Dass er zum Rufer wurde, war Zufall. Bei der Stadterhebung von Neumarkt gab es einen Rufer-Bewerb, den Seer gewonnen hat. Festspielarzt und Stimmexperte Josef Schlömicher-Thier gab Seer danach den Auftrag, sich beim Rufer-Casting zu bewerben. Er bekam den Job und hat seither viele Jedermänner, Buhlschaften und Regieideen kommen und gehen sehen.

Sehr gerne erinnert er sich an Peter Simonischek: „Ihm war der gute Kontakt zu allen sehr wichtig, es hat einen unheimlichen Zusammenhalt gegeben.“ Als Simonischek aufhörte, bekamen alle Mitwirkenden eine persönlich gewidmete Münze aus der Jedermann-Schatzkiste.
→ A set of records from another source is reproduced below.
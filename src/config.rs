use serde::{Deserialize, Serialize};
use std::fs;
use std::io;
use std::path::{Path, PathBuf};
use thiserror::Error;

use crate::acoustid::DEFAULT_FPCALC;
use crate::identify::Settings;

#[derive(Debug, Error)]
pub enum ConfigError {
    #[error("HOME environment variable not set")]
    NoHome,

    #[error("config file {}: {source}", .path.display())]
    Io {
        path: PathBuf,
        #[source]
        source: io::Error,
    },

    #[error("invalid config file {}: {source}", .path.display())]
    Parse {
        path: PathBuf,
        #[source]
        source: toml::de::Error,
    },

    #[error("could not serialize config: {0}")]
    Serialize(#[from] toml::ser::Error),

    #[error("no AcoustID API key; pass --api-key, set ACOUSTID_KEY or save one with --save-defaults")]
    MissingApiKey,

    #[error("threshold must be between 0 and 1, got {0}")]
    InvalidThreshold(f64),
}

/// Defaults that can be saved to a file
#[derive(Debug, Clone, Default, PartialEq, Serialize, Deserialize)]
pub struct Config {
    #[serde(skip_serializing_if = "Option::is_none")]
    pub api_key: Option<String>,

    #[serde(skip_serializing_if = "Option::is_none")]
    pub fpcalc: Option<PathBuf>,

    #[serde(skip_serializing_if = "Option::is_none")]
    pub dest: Option<PathBuf>,

    #[serde(skip_serializing_if = "Option::is_none")]
    pub threshold: Option<f64>,

    #[serde(skip_serializing_if = "Option::is_none")]
    pub tag_weight: Option<u32>,
}

impl Config {
    pub fn new() -> Self {
        Self::default()
    }

    /// `~/.state/aidmatch/defaults.toml`
    pub fn get_config_path() -> Result<PathBuf, ConfigError> {
        let home = std::env::var_os("HOME").ok_or(ConfigError::NoHome)?;
        Ok(Path::new(&home).join(".state").join("aidmatch").join("defaults.toml"))
    }

    /// Load the config file; a missing file is an empty config.
    pub fn load() -> Result<Self, ConfigError> {
        Self::load_from(&Self::get_config_path()?)
    }

    pub fn load_from(path: &Path) -> Result<Self, ConfigError> {
        if !path.exists() {
            return Ok(Config::new());
        }

        let content = fs::read_to_string(path).map_err(|source| ConfigError::Io {
            path: path.to_path_buf(),
            source,
        })?;
        toml::from_str(&content).map_err(|source| ConfigError::Parse {
            path: path.to_path_buf(),
            source,
        })
    }

    pub fn save(&self) -> Result<PathBuf, ConfigError> {
        let path = Self::get_config_path()?;
        self.save_to(&path)?;
        Ok(path)
    }

    pub fn save_to(&self, path: &Path) -> Result<(), ConfigError> {
        let io_err = |source: io::Error| ConfigError::Io {
            path: path.to_path_buf(),
            source,
        };

        if let Some(parent) = path.parent() {
            fs::create_dir_all(parent).map_err(io_err)?;
        }

        let toml_string = toml::to_string_pretty(self)?;
        fs::write(path, toml_string).map_err(io_err)
    }

    /// Merge this config with another, preferring values from other
    pub fn merge(&mut self, other: &Config) {
        if other.api_key.is_some() {
            self.api_key = other.api_key.clone();
        }
        if other.fpcalc.is_some() {
            self.fpcalc = other.fpcalc.clone();
        }
        if other.dest.is_some() {
            self.dest = other.dest.clone();
        }
        if other.threshold.is_some() {
            self.threshold = other.threshold;
        }
        if other.tag_weight.is_some() {
            self.tag_weight = other.tag_weight;
        }
    }

    /// Aggregation settings, with defaults for anything unset.
    pub fn settings(&self) -> Result<Settings, ConfigError> {
        let defaults = Settings::default();
        let threshold = self.threshold.unwrap_or(defaults.threshold);
        if !(0.0..=1.0).contains(&threshold) {
            return Err(ConfigError::InvalidThreshold(threshold));
        }
        Ok(Settings {
            threshold,
            tag_weight: self.tag_weight.unwrap_or(defaults.tag_weight),
        })
    }

    pub fn require_api_key(&self) -> Result<&str, ConfigError> {
        self.api_key
            .as_deref()
            .filter(|k| !k.trim().is_empty())
            .ok_or(ConfigError::MissingApiKey)
    }

    pub fn fpcalc_path(&self) -> PathBuf {
        self.fpcalc.clone().unwrap_or_else(|| PathBuf::from(DEFAULT_FPCALC))
    }

    pub fn dest_dir(&self) -> PathBuf {
        self.dest.clone().unwrap_or_else(|| PathBuf::from("."))
    }

    /// Print the config in a human-readable format
    pub fn print(&self, title: &str) {
        println!("{}:", title);

        if self.api_key.is_some() {
            println!("  AcoustID key:  (set)");
        }
        if let Some(fpcalc) = &self.fpcalc {
            println!("  fpcalc:        {}", fpcalc.display());
        }
        if let Some(dest) = &self.dest {
            println!("  Destination:   {}", dest.display());
        }
        if let Some(threshold) = self.threshold {
            println!("  Threshold:     {:.2}", threshold);
        }
        if let Some(tag_weight) = self.tag_weight {
            println!("  Tag weight:    {}", tag_weight);
        }
    }
}

#[cfg(test)]
mod tests {
    use super::*;

    #[test]
    fn test_merge_prefers_other() {
        let mut base = Config {
            api_key: Some("saved".to_string()),
            threshold: Some(0.8),
            tag_weight: Some(3),
            ..Config::new()
        };
        let overrides = Config {
            api_key: Some("cli".to_string()),
            dest: Some(PathBuf::from("/music")),
            ..Config::new()
        };
        base.merge(&overrides);

        assert_eq!(base.api_key.as_deref(), Some("cli"));
        assert_eq!(base.dest, Some(PathBuf::from("/music")));
        assert_eq!(base.threshold, Some(0.8));
        assert_eq!(base.tag_weight, Some(3));
    }

    #[test]
    fn test_settings_defaults_and_validation() {
        let settings = Config::new().settings().unwrap();
        assert_eq!(settings, Settings::default());
        assert_eq!(settings.threshold, 0.90);
        assert_eq!(settings.tag_weight, 2);

        let bad = Config { threshold: Some(1.5), ..Config::new() };
        assert!(matches!(bad.settings(), Err(ConfigError::InvalidThreshold(_))));
    }

    #[test]
    fn test_require_api_key() {
        assert!(matches!(Config::new().require_api_key(), Err(ConfigError::MissingApiKey)));
        let blank = Config { api_key: Some("  ".to_string()), ..Config::new() };
        assert!(blank.require_api_key().is_err());
        let set = Config { api_key: Some("8XaBELgH".to_string()), ..Config::new() };
        assert_eq!(set.require_api_key().unwrap(), "8XaBELgH");
    }

    #[test]
    fn test_save_and_load() {
        let dir = tempfile::tempdir().unwrap();
        let path = dir.path().join("nested").join("defaults.toml");
        let config = Config {
            fpcalc: Some(PathBuf::from("/usr/local/bin/fpcalc")),
            threshold: Some(0.95),
            ..Config::new()
        };
        config.save_to(&path).unwrap();

        let text = fs::read_to_string(&path).unwrap();
        assert!(text.contains("threshold = 0.95"));
        assert!(!text.contains("api_key"));
        assert_eq!(Config::load_from(&path).unwrap(), config);
    }

    #[test]
    fn test_load_missing_and_invalid() {
        let dir = tempfile::tempdir().unwrap();
        assert_eq!(Config::load_from(&dir.path().join("absent.toml")).unwrap(), Config::new());

        let path = dir.path().join("broken.toml");
        fs::write(&path, "threshold = \"high\"").unwrap();
        assert!(matches!(Config::load_from(&path), Err(ConfigError::Parse { .. })));
    }
}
Seer hält sie in Ehren.

Akribische Suche nach richtiger Position

Unter Regisseur Christian Stückl wurde eingeführt, dass die Rufer auch bei den schlechtwetterbedingten Aufführungen im Festspielhaus mit dabei sind. „Bis dahin kamen die Rufe im Festspielhaus vom Tonband“, erinnert sich Seer. Stückl, der sehr auf Details geachtet hat, wollte auch dort die echten Rufer und suchte mit ihnen akribisch nach den richtigen Positionen. „Heute ist es nicht mehr vorstellbar, dass da ein Tonband verwendet wird.“

Dass heuer erstmals auch Frauen im Team sind, gefällt Seer. Es war an der Zeit, diese Aufgabe zu öffnen. Schließlich spielt die Buhlschaft Valerie Pachner ja auch heuer erstmals als zweite Rolle den Tod. „Ob es Hugo von Hofmannsthal gefallen hätte, weiß ich nicht“, sagt der erfahrene Rufer und schmunzelt.

„Es ist eine Ehre, dass man Teil des ‚Jedermanns‘ sein darf“, sind sich Költringer und Seer einig. Besonders mögen beide die Abendvorstellungen, weil die einbrechende Dunkelheit für zusätzliche Mystik auf dem Domplatz sorgt. Und in noch einem Punkt stimmen der Rufer-Profi und die Neueinsteigerin überein: Im nächsten Sommer wollen sie auf jeden Fall wieder mit dabei sein.

Auf einen Blick

Heuer dürfen erstmals auch Frauen nach Jedermann in Salzburg rufen. Eine von den drei Frauen im Rufer-Team ist Irmtraud Költringer. Ihre Stimme erreicht 140 Dezibel. Das ist ungefähr so laut wie ein Flugzeugstart. Die Ruferinnen und Rufen sind seit Regisseur Christian Stückl auch bei Schlechtwetter im Festspielhaus dabei. Davor kamen die Rufe dort über das Tonband.